**STORED DATA**

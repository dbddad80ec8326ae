//! The catalog build.
//!
//! Ties every stage together for one run:
//!
//! ```text
//! scan → allocate ids → for each file:
//!          select strategy → convert/decode → thumbnail (+ optimized)
//!          → read + normalize EXIF → PhotoRecord
//!        → sort → write catalog
//! ```
//!
//! ## Failure handling
//!
//! A missing source root is the only fatal condition, and it is detected by
//! the scan before anything is written. Everything that goes wrong with a
//! single file (decode error, missing tool, unwritable derivative) becomes a
//! [`Failure`] and the run moves on to the next file. The run itself is a
//! fold over the file list into `(records, failures)`.
//!
//! Missing or broken EXIF isn't a failure at all: the record is produced with
//! absent fields and decoder-observed dimensions.
//!
//! ## Output Structure
//!
//! ```text
//! public/
//! ├── photos/landscape/dawn.jpg        # source (web-safe: src points here)
//! ├── photos/street/market.heic        # source (converted)
//! ├── thumbnails/landscape/dawn.jpg    # every source gets one
//! ├── thumbnails/street/market.jpg
//! └── optimized/street/market.jpg      # only non-web-safe sources
//! ```
//!
//! ## Progress
//!
//! Callers that want per-file progress pass a channel sender; one
//! [`ProcessEvent`] is sent per file as soon as it's done.

use std::collections::HashSet;
use std::path::{Path, PathBuf};
use std::sync::mpsc::Sender;
use thiserror::Error;
use tracing::{debug, warn};

use crate::cache::{self, CacheEntry, CacheManifest, CacheStats};
use crate::catalog::{self, CatalogError};
use crate::config::{CatalogConfig, ResolvedPaths};
use crate::imaging::{
    BackendError, DerivativeKind, Dimensions, ImageBackend, OptimizedImageConfig, RustBackend,
    ThumbnailConfig, create_optimized, create_thumbnail,
};
use crate::metadata::{self, RawExif};
use crate::naming::{self, Slot};
use crate::scan::{self, ScanError, SourceFile};
use crate::strategy::{self, ConvertError, Converter, Platform, SourceHints, Strategy};
use crate::tools::{SystemRunner, ToolRunner};
use crate::types::PhotoRecord;

/// Errors that abort a whole run.
#[derive(Error, Debug)]
pub enum ProcessError {
    #[error(transparent)]
    Scan(#[from] ScanError),
    #[error("Failed to write catalog: {0}")]
    Catalog(#[from] CatalogError),
}

/// Errors confined to one source file.
#[derive(Error, Debug)]
pub enum FileError {
    #[error("{0}")]
    Convert(#[from] ConvertError),
    #[error("Image processing failed: {0}")]
    Imaging(#[from] BackendError),
    #[error("IO error: {0}")]
    Io(#[from] std::io::Error),
}

/// How a derivative came to exist in this run.
#[derive(Debug, Clone, Copy, PartialEq, Eq)]
pub enum DerivativeStatus {
    /// Decoded and encoded during this run.
    Encoded,
    /// Already up to date from a previous run.
    Cached,
    /// Not generated: the catalog points at the original file.
    Original,
}

#[derive(Debug, Clone, PartialEq)]
pub struct DerivativeInfo {
    pub kind: DerivativeKind,
    pub status: DerivativeStatus,
}

/// Per-file progress, sent as each file finishes.
#[derive(Debug, Clone, PartialEq)]
pub enum ProcessEvent {
    Processed {
        /// 1-based position in scan order.
        index: usize,
        total: usize,
        file_name: String,
        relative_path: String,
        camera: Option<String>,
        derivatives: Vec<DerivativeInfo>,
    },
    Failed {
        index: usize,
        total: usize,
        file_name: String,
        relative_path: String,
        reason: String,
    },
}

/// A file that produced no record.
#[derive(Debug, Clone, PartialEq)]
pub struct Failure {
    pub file_name: String,
    pub relative_path: String,
    pub reason: String,
}

/// What a finished run produced.
#[derive(Debug)]
pub struct RunReport {
    /// Sorted, exactly as written to the catalog.
    pub records: Vec<PhotoRecord>,
    pub failures: Vec<Failure>,
    pub catalog_path: PathBuf,
    pub cache: CacheStats,
}

#[derive(Debug, Clone)]
pub struct RunOptions {
    /// Reuse derivatives from previous runs.
    pub use_cache: bool,
}

impl Default for RunOptions {
    fn default() -> Self {
        Self { use_cache: true }
    }
}

/// Run the pipeline with the production backend and tool runner.
pub fn run(
    project: &Path,
    config: &CatalogConfig,
    options: &RunOptions,
    events: Option<Sender<ProcessEvent>>,
) -> Result<RunReport, ProcessError> {
    let backend = RustBackend::new();
    let runner = SystemRunner::new(config.tools.timeout());
    let platform = config.tools.platform.resolve();
    run_with(&backend, &runner, platform, project, config, options, events)
}

/// Run the pipeline with explicit collaborators (allows testing with mocks).
pub fn run_with<B: ImageBackend, R: ToolRunner>(
    backend: &B,
    runner: &R,
    platform: Platform,
    project: &Path,
    config: &CatalogConfig,
    options: &RunOptions,
    events: Option<Sender<ProcessEvent>>,
) -> Result<RunReport, ProcessError> {
    let paths = config.paths.resolve(project);
    let files = scan::scan(&paths.photos, &config.catalog.fallback_category)?;
    let slots = naming::allocate_slots(&files);
    debug!(files = files.len(), %platform, "scan complete");

    let mut manifest = if options.use_cache {
        CacheManifest::load(&paths.cache)
    } else {
        CacheManifest::empty()
    };
    let mut stats = CacheStats::default();

    let ctx = FileContext {
        backend,
        runner,
        platform,
        config,
        paths: &paths,
        thumbnail: ThumbnailConfig::from(&config.thumbnails),
        optimized: OptimizedImageConfig::from(&config.optimized),
    };

    let total = files.len();
    let (mut records, failures) = files.iter().zip(&slots).enumerate().fold(
        (Vec::new(), Vec::new()),
        |(mut records, mut failures), (i, (file, slot))| {
            let index = i + 1;
            match ctx.process_file(file, slot, &mut manifest, &mut stats) {
                Ok((record, derivatives)) => {
                    send(
                        &events,
                        ProcessEvent::Processed {
                            index,
                            total,
                            file_name: file.file_name.clone(),
                            relative_path: file.relative.clone(),
                            camera: record.camera.clone(),
                            derivatives,
                        },
                    );
                    records.push(record);
                }
                Err(err) => {
                    let reason = err.to_string();
                    warn!(file = %file.relative, %reason, "skipping file");
                    send(
                        &events,
                        ProcessEvent::Failed {
                            index,
                            total,
                            file_name: file.file_name.clone(),
                            relative_path: file.relative.clone(),
                            reason: reason.clone(),
                        },
                    );
                    failures.push(Failure {
                        file_name: file.file_name.clone(),
                        relative_path: file.relative.clone(),
                        reason,
                    });
                }
            }
            (records, failures)
        },
    );

    catalog::sort_records(&mut records);
    catalog::write_catalog(&paths.catalog, &records)?;

    let live: HashSet<String> = files
        .iter()
        .zip(&slots)
        .flat_map(|(file, slot)| ctx.plan(file, slot).into_iter().map(|p| p.web_path))
        .collect();
    manifest.retain_keys(&live);
    if let Err(err) = manifest.save(&paths.cache) {
        warn!(path = %paths.cache.display(), error = %err, "could not save cache manifest");
    }

    Ok(RunReport {
        records,
        failures,
        catalog_path: paths.catalog,
        cache: stats,
    })
}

**PROBLEM TO SOLVE**
Each entry is to be output exactly as it was written.

**PROBLEM SOLUTION**
repository dbddad80ec8326ae
//! The catalog build.
//!
//! Ties every stage together for one run:
//!
//! ```text
//! scan → allocate ids → for each file:
//!          select strategy → convert/decode → thumbnail (+ optimized)
//!          → read + normalize EXIF → PhotoRecord
//!        → sort → write catalog
//! ```
//!
//! ## Failure handling
//!
//! A missing source root is the only fatal condition, and it is detected by
//! the scan before anything is written. Everything that goes wrong with a
//! single file (decode error, missing tool, unwritable derivative) becomes a
//! [`Failure`] and the run moves on to the next file. The run itself is a
//! fold over the file list into `(records, failures)`.
//!
//! Missing or broken EXIF isn't a failure at all: the record is produced with
//! absent fields and decoder-observed dimensions.
//!
//! ## Output Structure
//!
//! ```text
//! public/
//! ├── photos/landscape/dawn.jpg        # source (web-safe: src points here)
//! ├── photos/street/market.heic        # source (converted)
//! ├── thumbnails/landscape/dawn.jpg    # every source gets one
//! ├── thumbnails/street/market.jpg
//! └── optimized/street/market.jpg      # only non-web-safe sources
//! ```
//!
//! ## Progress
//!
//! Callers that want per-file progress pass a channel sender; one
//! [`ProcessEvent`] is sent per file as soon as it's done.

use std::collections::HashSet;
use std::path::{Path, PathBuf};
use std::sync::mpsc::Sender;
use thiserror::Error;
use tracing::{debug, warn};

use crate::cache::{self, CacheEntry, CacheManifest, CacheStats};
use crate::catalog::{self, CatalogError};
use crate::config::{CatalogConfig, ResolvedPaths};
use crate::imaging::{
    BackendError, DerivativeKind, Dimensions, ImageBackend, OptimizedImageConfig, RustBackend,
    ThumbnailConfig, create_optimized, create_thumbnail,
};
use crate::metadata::{self, RawExif};
use crate::naming::{self, Slot};
use crate::scan::{self, ScanError, SourceFile};
use crate::strategy::{self, ConvertError, Converter, Platform, SourceHints, Strategy};
use crate::tools::{SystemRunner, ToolRunner};
use crate::types::PhotoRecord;

/// Errors that abort a whole run.
#[derive(Error, Debug)]
pub enum ProcessError {
    #[error(transparent)]
    Scan(#[from] ScanError),
    #[error("Failed to write catalog: {0}")]
    Catalog(#[from] CatalogError),
}

/// Errors confined to one source file.
#[derive(Error, Debug)]
pub enum FileError {
    #[error("{0}")]
    Convert(#[from] ConvertError),
    #[error("Image processing failed: {0}")]
    Imaging(#[from] BackendError),
    #[error("IO error: {0}")]
    Io(#[from] std::io::Error),
}

/// How a derivative came to exist in this run.
#[derive(Debug, Clone, Copy, PartialEq, Eq)]
pub enum DerivativeStatus {
    /// Decoded and encoded during this run.
    Encoded,
    /// Already up to date from a previous run.
    Cached,
    /// Not generated: the catalog points at the original file.
    Original,
}

#[derive(Debug, Clone, PartialEq)]
pub struct DerivativeInfo {
    pub kind: DerivativeKind,
    pub status: DerivativeStatus,
}

/// Per-file progress, sent as each file finishes.
#[derive(Debug, Clone, PartialEq)]
pub enum ProcessEvent {
    Processed {
        /// 1-based position in scan order.
        index: usize,
        total: usize,
        file_name: String,
        relative_path: String,
        camera: Option<String>,
        derivatives: Vec<DerivativeInfo>,
    },
    Failed {
        index: usize,
        total: usize,
        file_name: String,
        relative_path: String,
        reason: String,
    },
}

/// A file that produced no record.
#[derive(Debug, Clone, PartialEq)]
pub struct Failure {
    pub file_name: String,
    pub relative_path: String,
    pub reason: String,
}

/// What a finished run produced.
#[derive(Debug)]
pub struct RunReport {
    /// Sorted, exactly as written to the catalog.
    pub records: Vec<PhotoRecord>,
    pub failures: Vec<Failure>,
    pub catalog_path: PathBuf,
    pub cache: CacheStats,
}

#[derive(Debug, Clone)]
pub struct RunOptions {
    /// Reuse derivatives from previous runs.
    pub use_cache: bool,
}

impl Default for RunOptions {
    fn default() -> Self {
        Self { use_cache: true }
    }
}

/// Run the pipeline with the production backend and tool runner.
pub fn run(
    project: &Path,
    config: &CatalogConfig,
    options: &RunOptions,
    events: Option<Sender<ProcessEvent>>,
) -> Result<RunReport, ProcessError> {
    let backend = RustBackend::new();
    let runner = SystemRunner::new(config.tools.timeout());
    let platform = config.tools.platform.resolve();
    run_with(&backend, &runner, platform, project, config, options, events)
}

/// Run the pipeline with explicit collaborators (allows testing with mocks).
pub fn run_with<B: ImageBackend, R: ToolRunner>(
    backend: &B,
    runner: &R,
    platform: Platform,
    project: &Path,
    config: &CatalogConfig,
    options: &RunOptions,
    events: Option<Sender<ProcessEvent>>,
) -> Result<RunReport, ProcessError> {
    let paths = config.paths.resolve(project);
    let files = scan::scan(&paths.photos, &config.catalog.fallback_category)?;
    let slots = naming::allocate_slots(&files);
    debug!(files = files.len(), %platform, "scan complete");

    let mut manifest = if options.use_cache {
        CacheManifest::load(&paths.cache)
    } else {
        CacheManifest::empty()
    };
    let mut stats = CacheStats::default();

    let ctx = FileContext {
        backend,
        runner,
        platform,
        config,
        paths: &paths,
        thumbnail: ThumbnailConfig::from(&config.thumbnails),
        optimized: OptimizedImageConfig::from(&config.optimized),
    };

    let total = files.len();
    let (mut records, failures) = files.iter().zip(&slots).enumerate().fold(
        (Vec::new(), Vec::new()),
        |(mut records, mut failures), (i, (file, slot))| {
            let index = i + 1;
            match ctx.process_file(file, slot, &mut manifest, &mut stats) {
                Ok((record, derivatives)) => {
                    send(
                        &events,
                        ProcessEvent::Processed {
                            index,
                            total,
                            file_name: file.file_name.clone(),
                            relative_path: file.relative.clone(),
                            camera: record.camera.clone(),
                            derivatives,
                        },
                    );
                    records.push(record);
                }
                Err(err) => {
                    let reason = err.to_string();
                    warn!(file = %file.relative, %reason, "skipping file");
                    send(
                        &events,
                        ProcessEvent::Failed {
                            index,
                            total,
                            file_name: file.file_name.clone(),
                            relative_path: file.relative.clone(),
                            reason: reason.clone(),
                        },
                    );
                    failures.push(Failure {
                        file_name: file.file_name.clone(),
                        relative_path: file.relative.clone(),
                        reason,
                    });
                }
            }
            (records, failures)
        },
    );

    catalog::sort_records(&mut records);
    catalog::write_catalog(&paths.catalog, &records)?;

    let live: HashSet<String> = files
        .iter()
        .zip(&slots)
        .flat_map(|(file, slot)| ctx.plan(file, slot).into_iter().map(|p| p.web_path))
        .collect();
    manifest.retain_keys(&live);
    if let Err(err) = manifest.save(&paths.cache) {
        warn!(path = %paths.cache.display(), error = %err, "could not save cache manifest");
    }

    Ok(RunReport {
        records,
        failures,
        catalog_path: paths.catalog,
        cache: stats,
    })
}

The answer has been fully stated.